Hyekyoung Kim demonstrates particular fearlessness in these intensely physical sections. She is tiny and of delicate frame, but remains commanding and strong. She also engages in a repeated section with a man who appears to dominate her. They stand face to face, as if they are about to come to blows before she dramatically backs off, jumping into a foetal position. It’s a rare darker moment in a piece that builds to a joyous and whacky conclusion.
Ahn cuts a regal figure, performing ritualistic choreography and radiating a calmer presence in her lone moments on stage. She appears bemused by her younger counterparts.

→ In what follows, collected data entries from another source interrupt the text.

use alloy_primitives::Address;

fn hex_body(address: &str) -> Option<&str> {
    let body = address.strip_prefix("0x")?;
    (body.len() == 40).then_some(body)
}

/// EIP-55 mixed-case rendering of a 20-byte hex address.
pub fn to_checksum_address(address: &str) -> Option<String> {
    hex_body(address)?;
    address.parse::<Address>().ok().map(|a| a.to_checksum(None))
}

/// Single-case addresses carry no checksum and are accepted as is. Mixed
/// case must match EIP-55.
pub fn is_valid_address(address: &str) -> bool {
    let Some(body) = hex_body(address) else {
        return false;
    };
    let has_lower = body.bytes().any(|b| b.is_ascii_lowercase());
    let has_upper = body.bytes().any(|b| b.is_ascii_uppercase());
    if has_lower && has_upper {
        Address::parse_checksummed(address, None).is_ok()
    } else {
        address.parse::<Address>().is_ok()
    }
}

pub fn shorten_address(address: &str) -> String {
    shorten(address, 6, 4)
}

pub fn shorten_hash(hash: &str) -> String {
    shorten(hash, 10, 8)
}

fn shorten(value: &str, head: usize, tail: usize) -> String {
    if !value.is_ascii() || value.len() <= head + tail {
        return value.to_string();
    }
    format!("{}...{}", &value[..head], &value[value.len() - tail..])
}

#[cfg(test)]
mod tests {
    use super::*;

    const CHECKSUMMED: &[&str] = &[
        "0x5aAeb6053F3E94C9b9A09f33669435E7Ef1BeAed",
        "0xfB6916095ca1df60bB79Ce92cE3Ea74c37c5d359",
        "0xdbF03B407c01E7cD3CBea99509d93f8DDDC8C6FB",
        "0xD1220A0cf47c7B9Be7A2E6BA89F429762e7b9aDb",
    ];

    #[test]
    fn test_checksum_vectors() {
        for addr in CHECKSUMMED {
            assert_eq!(to_checksum_address(&addr.to_lowercase()).as_deref(), Some(*addr));
            assert!(is_valid_address(addr));
        }
    }

    #[test]
    fn test_single_case_addresses_are_valid() {
        assert!(is_valid_address("0x5aaeb6053f3e94c9b9a09f33669435e7ef1beaed"));
        assert!(is_valid_address("0x52908400098527886E0F7030069857D2E4169EE7"));
    }

    #[test]
    fn test_bad_checksum_is_invalid() {
        assert!(!is_valid_address("0x5AAeb6053F3E94C9b9A09f33669435E7Ef1BeAed"));
    }

    #[test]
    fn test_malformed_addresses() {
        assert!(!is_valid_address(""));
        assert!(!is_valid_address("0x"));
        assert!(!is_valid_address("5aaeb6053f3e94c9b9a09f33669435e7ef1beaed"));
        assert!(!is_valid_address("0x5aaeb6053f3e94c9b9a09f33669435e7ef1bea"));
        assert!(!is_valid_address("0xzzaeb6053f3e94c9b9a09f33669435e7ef1beaed"));
    }

    #[test]
    fn test_shorten() {
        assert_eq!(
            shorten_address("0x5aAeb6053F3E94C9b9A09f33669435E7Ef1BeAed"),
            "0x5aAe...eAed"
        );
        assert_eq!(
            shorten_hash("0x88df016429689c079f3b2f6ad39fa052532c56795b733da78a91ebe6a713944b"),
            "0x88df0164...a713944b"
        );
        assert_eq!(shorten_address("0x12"), "0x12");
    }
}
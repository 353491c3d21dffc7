use anyhow::Result;
use axum::Router;
use std::sync::Arc;

use super::{create_router, AppState};
use crate::eth_rpc::mock::MockProvider;
use crate::eth_rpc::WalletProvider;
use crate::explorer::mock::StaticHistory;
use crate::ledger::LocalLedger;
use crate::reconcile::TransactionService;
use crate::storage::{KeyValueStore, MemoryStore};
use crate::wallet::units::ether;
use crate::wallet::WalletSession;

pub const ALICE: &str = "0x5aaeb6053f3e94c9b9a09f33669435e7ef1beaed";
pub const BOB: &str = "0xfB6916095ca1df60bB79Ce92cE3Ea74c37c5d359";
pub const EXPLORER_WEB_URL: &str = "https://sepolia.etherscan.io";

pub struct TestApp {
    pub app: Router,
    pub provider: Arc<MockProvider>,
    pub history: Arc<StaticHistory>,
    pub ledger: LocalLedger,
    pub state: AppState,
}

pub fn setup_test_app() -> TestApp {
    let provider = Arc::new(MockProvider::with_account(ALICE, ether(2)));
    build(Some(provider.clone() as Arc<dyn WalletProvider>), provider)
}

pub fn setup_test_app_without_provider() -> TestApp {
    build(None, Arc::new(MockProvider::new()))
}

fn build(provider: Option<Arc<dyn WalletProvider>>, mock: Arc<MockProvider>) -> TestApp {
    let store: Arc<dyn KeyValueStore> = Arc::new(MemoryStore::new());
    let history = Arc::new(StaticHistory::ok(vec![]));
    let wallet = Arc::new(WalletSession::new(provider, store.clone()));
    let ledger = LocalLedger::new(store);
    let transactions = Arc::new(TransactionService::new(wallet, ledger.clone(), history.clone()));
    let state = AppState::new(transactions, EXPLORER_WEB_URL);

    TestApp {
        app: create_router(state.clone()),
        provider: mock,
        history,
        ledger,
        state,
    }
}

pub async fn setup_connected_app() -> Result<TestApp> {
    let test_app = setup_test_app();
    test_app.state.wallet.connect().await?;
    Ok(test_app)
}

The continuous swapping of costumes is difficult to keep up with, and as the pace increases the dancers’ endurance is truly tested. In the final sections, the beat changes once more, this time with a repeated pattern of phone bleeps and ringing over the top. The dancers become hysterical and the movements more chaotic.
The women are joyful in this new environment where the dresses are now white. They hop from foot to foot in a frantic jive action. It’s the first time we see them smile.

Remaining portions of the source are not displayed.